Ultimo appuntamento con “Generazione Bellezza”, il programma di Rai Cultura scritto e condotto da Emilio Casalini. Nella puntata in onda venerdì 8 agosto alle 20.15 su Rai 3, un paziente che esce dallo studio medico tenendo in mano due ricette: una classica con dei farmaci, e una diversa, con dei disegni, su cui sono prescritte attività culturali creative. Dopo tanti anni, che questa semplice e importantissima azione viene attuata nel Regno Unito, finalmente anche in Italia i medici hanno iniziato a prescrivere, assieme ai farmaci classici, anche delle terapie “culturali”, ore di teatro, come spettatore o come attore, di danza, di scrittura, visite a musei o partecipazione a reading letterari e concerti: è quello che in inglese si chiama “art on prescription”.
“Generazione Bellezza” è entrata nell’ospedale di Carpi presso il Centro per i Disturbi Cognitivi e le Demenze per incontrare medici specialisti come Vanda Menon che durante le loro visite hanno iniziato a prescrivere qualcosa di nuovo anche per chi vuole prevenire questo male, un problema di dimensioni gigantesche. La demenza è infatti la quinta causa di morte tra gli over 65 e coinvolge 2 milioni di persone oltre a circa 4 milioni di familiari, con un costo di 23 miliardi di euro.

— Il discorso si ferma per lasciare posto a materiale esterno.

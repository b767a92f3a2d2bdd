//! Batch processing
//!
//! Exports the records of one batch strictly one at a time. Each record goes through
//! classify, convert, send and parse, and always ends with a bookkeeping commit and a
//! reindex, whether the export worked or not. A failing record never aborts the batch;
//! only a failing batch selection does. Rows the store could not decode count as failed
//! records of their batch.

use crate::adapters::apix::ApixUrls;
use crate::adapters::traits::{FormatConverter, LegacyEndpoint, RecordStore, SearchIndex};
use crate::core::export::classify::classify;
use crate::core::export::commit::{BookkeepingUpdate, Committer};
use crate::core::export::dispatch::export_record;
use crate::core::export::selector::{select_batch, BatchSelection};
use crate::core::export::summary::BatchResult;
use crate::core::state::ExportCursor;
use crate::domain::{CatalogRecord, ExportError, Result};
use crate::logging::StatusSink;
use crate::{log_record_exported, log_record_failed};
use chrono::{SecondsFormat, Utc};
use std::sync::Arc;

/// Runs batch passes against the collaborators
pub struct BatchProcessor {
    store: Arc<dyn RecordStore>,
    endpoint: Arc<dyn LegacyEndpoint>,
    converter: Arc<dyn FormatConverter>,
    committer: Committer,
    urls: ApixUrls,
    status: Arc<dyn StatusSink>,
}

impl BatchProcessor {
    /// Create a new batch processor
    pub fn new(
        store: Arc<dyn RecordStore>,
        endpoint: Arc<dyn LegacyEndpoint>,
        converter: Arc<dyn FormatConverter>,
        index: Arc<dyn SearchIndex>,
        urls: ApixUrls,
        status: Arc<dyn StatusSink>,
    ) -> Self {
        Self {
            committer: Committer::new(store.clone(), index),
            store,
            endpoint,
            converter,
            urls,
            status,
        }
    }

    /// Runs one batch pass
    ///
    /// A non-empty next-timestamp batch moves the cursor to its instant, whatever the
    /// outcome of its records: failed records are picked up by the previously-failed
    /// passes from then on.
    ///
    /// # Errors
    ///
    /// Returns an error only if the batch cannot be selected.
    pub async fn process(
        &self,
        selection: BatchSelection,
        cursor: &mut ExportCursor,
    ) -> Result<BatchResult> {
        let batch = select_batch(self.store.as_ref(), selection, cursor).await?;
        let mut result = BatchResult::new(selection);

        if batch.is_empty() {
            tracing::trace!(batch = %selection, "Nothing to export");
            return Ok(result);
        }

        tracing::debug!(
            batch = %selection,
            cursor = %cursor.describe(),
            size = batch.len(),
            "Processing batch"
        );

        for record in &batch.records {
            match self.export_one(record, selection).await {
                Ok(()) => result.add_success(),
                Err(e) => {
                    log_record_failed!(record.id, e);
                    self.status.output(&format!(
                        "Failed to export {}, will automatically try again at a later time.",
                        record.id
                    ));
                    result.add_failure(record.id.clone(), e.to_string());
                }
            }
        }

        for unreadable in &batch.unreadable {
            log_record_failed!(unreadable.id, unreadable.error);
            self.status.output(&format!(
                "Failed to export {}, will automatically try again at a later time.",
                unreadable.id
            ));
            result.add_failure(unreadable.id.clone(), unreadable.error.to_string());
        }

        match selection {
            BatchSelection::NextTimestamp => {
                if let Some(timestamp) = batch.timestamp() {
                    cursor.advance(timestamp);
                    result.timestamp = Some(timestamp);
                    self.status.output(&format!(
                        "Completed export of {} out of {} document(s) with modified = {}",
                        result.successful,
                        result.attempted,
                        timestamp.to_rfc3339_opts(SecondsFormat::Micros, true)
                    ));
                }
            }
            BatchSelection::PreviouslyFailed => {
                self.status.output(&format!(
                    "Completed export of {} out of {} document(s) queued for retry.",
                    result.successful, result.attempted
                ));
            }
        }

        Ok(result)
    }

    /// Exports one record and commits the outcome
    async fn export_one(&self, record: &CatalogRecord, selection: BatchSelection) -> Result<()> {
        let operation = classify(record);

        let exported = export_record(
            &self.urls,
            self.endpoint.as_ref(),
            self.converter.as_ref(),
            record,
            &operation,
        )
        .await;

        let assigned = match exported {
            Ok(assigned) => assigned,
            Err(e) => {
                self.commit_failure(record).await;
                return Err(e);
            }
        };

        let update = match assigned {
            Some(number) => BookkeepingUpdate::AssignLegacyId(number),
            None => BookkeepingUpdate::ClearFailure,
        };

        match self.committer.commit_and_reindex(&record.id, &update).await {
            Ok(_) => {
                log_record_exported!(record.id, operation, record.collection());
                tracing::debug!(record_id = %record.id, batch = %selection, update = %update, "Record committed");
                Ok(())
            }
            // The bookkeeping write went through; flagging again would hide that
            Err(e @ ExportError::Consistency(_)) => Err(e),
            Err(e @ ExportError::Index(_)) => {
                tracing::error!(
                    record_id = %record.id,
                    update = %update,
                    error = %e,
                    "Bookkeeping committed but the search index could not be updated"
                );
                self.commit_failure(record).await;
                Err(e)
            }
            Err(e) => {
                tracing::error!(
                    record_id = %record.id,
                    update = %update,
                    error = %e,
                    "APIX accepted the record but its bookkeeping could not be committed"
                );
                self.commit_failure(record).await;
                Err(e)
            }
        }
    }

    /// Flags a record for retry. A failure here can only be logged.
    async fn commit_failure(&self, record: &CatalogRecord) {
        let update = BookkeepingUpdate::MarkFailed { at: Utc::now() };
        if let Err(e) = self.committer.commit_and_reindex(&record.id, &update).await {
            tracing::error!(
                record_id = %record.id,
                error = %e,
                "Failed to flag record for retry"
            );
        }
    }
}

Emilio Casalini è entrato in questa sperimentazione per la cura della demenza che prevede anche un’attività particolare: la creazione di scatole della memoria da realizzare in un vero e proprio tempio della memoria, l’Archivio di Stato di Modena. Essere dentro a protocolli scientifici validati dall’OMS e portati avanti dai ricercatori e dai medici connessi intorno al CCW Cultural Center for Welfare, la più importante rete italiana oggi operativa su questi temi.